Published on: November 19, 2021
With brief, occasional, italicized and sometimes gratuitous commentary…
• GeekWire reports that "Amazon is taking plastic liners, bubble bags, and some of the consumer guilt out of grocery deliveries.
"The company says it has created new packaging for cold and frozen foods that is made from recycled paper, and can be recycled in curbside bins. It rolls out starting this month for Amazon Fresh and Whole Foods grocery deliveries.
"The packaging is also produced in different regions of the United States, closer to the locations that will use it, further reducing the environmental impact, says Stephenie Landry, vice president of Amazon’s grocery business, in a post announcing the new packaging."
The move, the story says, is "part of Amazon’s Climate Pledge to reach net-zero carbon emissions by 2040. It’s also part of a larger effort by the company to shift to recyclable packaging."

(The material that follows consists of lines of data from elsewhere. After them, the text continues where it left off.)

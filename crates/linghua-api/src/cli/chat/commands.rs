//! Slash commands understood by the chat prompt.

use console::style;

#[derive(Debug, PartialEq)]
pub enum ChatCommand {
    Help,
    /// `None` lists the quick replies; `Some(n)` sends the n-th, counting from 1.
    Quick(Option<usize>),
    /// Clear the persisted history after confirmation.
    ClearHistory,
    ClearScreen,
    /// Report how many messages are stored.
    History,
    Exit,
    /// Unrecognised command, or a bad argument; carries the message to show.
    Unknown(String),
}

/// Usage line and description for each command, in help order.
const HELP: &[(&str, &str)] = &[
    ("/help", "显示命令列表"),
    ("/quick [N]", "列出快捷提问，或发送第 N 条"),
    ("/clear", "清空对话记录（需确认）"),
    ("/cls", "清屏"),
    ("/history", "查看已保存的消息数"),
    ("/exit", "结束对话"),
];

/// Parse a prompt line as a slash command.
///
/// Returns `None` for anything that isn't one, so the caller sends it as a
/// message.
pub fn parse(input: &str) -> Option<ChatCommand> {
    let line = input.trim().strip_prefix('/')?;
    let (name, arg) = match line.split_once(char::is_whitespace) {
        Some((name, rest)) => (name, rest.trim()),
        None => (line, ""),
    };

    let command = match name.to_lowercase().as_str() {
        "help" | "h" | "?" => ChatCommand::Help,
        "quick" | "qr" if arg.is_empty() => ChatCommand::Quick(None),
        "quick" | "qr" => match arg.parse::<usize>() {
            Ok(n) if n > 0 => ChatCommand::Quick(Some(n)),
            _ => ChatCommand::Unknown(format!("/quick expects a number from 1, got '{arg}'")),
        },
        "clear" => ChatCommand::ClearHistory,
        "cls" => ChatCommand::ClearScreen,
        "history" => ChatCommand::History,
        "exit" | "quit" | "q" => ChatCommand::Exit,
        _ => ChatCommand::Unknown(format!("/{name}")),
    };
    Some(command)
}

pub fn print_help() {
    let width = HELP.iter().map(|(usage, _)| usage.len()).max().unwrap_or(0);

    println!();
    println!("  {}", style("可用命令:").bold());
    println!();
    for (usage, description) in HELP {
        println!("  {}  {}", style(format!("{usage:<width$}")).cyan(), description);
    }
    println!();
    println!("  {}", style("Ctrl+D 退出（等待回复完成），Ctrl+C 不会丢失消息").dim());
    println!();
}

/// Print the numbered quick replies.
pub fn print_quick_replies(quick_replies: &[String]) {
    println!();
    println!("  {}", style("快捷提问:").bold());
    for (i, text) in quick_replies.iter().enumerate() {
        println!("  {} {}", style(format!("[{}]", i + 1)).cyan(), text);
    }
    println!();
}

• The Wall Street Journal reports that "Macy’s Inc. said it hired consulting firm AlixPartners to evaluate whether it makes sense to spin off its e-commerce operations, a move that comes amid pressure from an activist investor to separate the fast-growing digital segment from the department-store chain’s physical stores.
"Macy’s Chief Executive Jeff Gennette said in an interview Thursday that the company, along with its board and advisers, had previously looked at whether it made sense to split its digital business from its physical stores. 'What’s new now is the market is assigning huge value to e-commerce businesses,' Mr. Gennette said. 'We wanted one more time to pressure test our assumptions and analysis.'
"He said it was too early to tell what the results of the analysis would be, but said it would hinge on whether a separation would yield additional shareholder value beyond Macy’s current strategy."
Shareholder value … but not, it seems, customer value. Maybe I'm wrong, but if this happens, it seems completely designed to put money in investors' pockets, which is not necessarily the same things as making Macy's more viable and innovative long-term in its ability to deliver a more complete shopper experience.
But then again, maybe Macy's wasn't doing that anyway, and so cashing out is the only way out.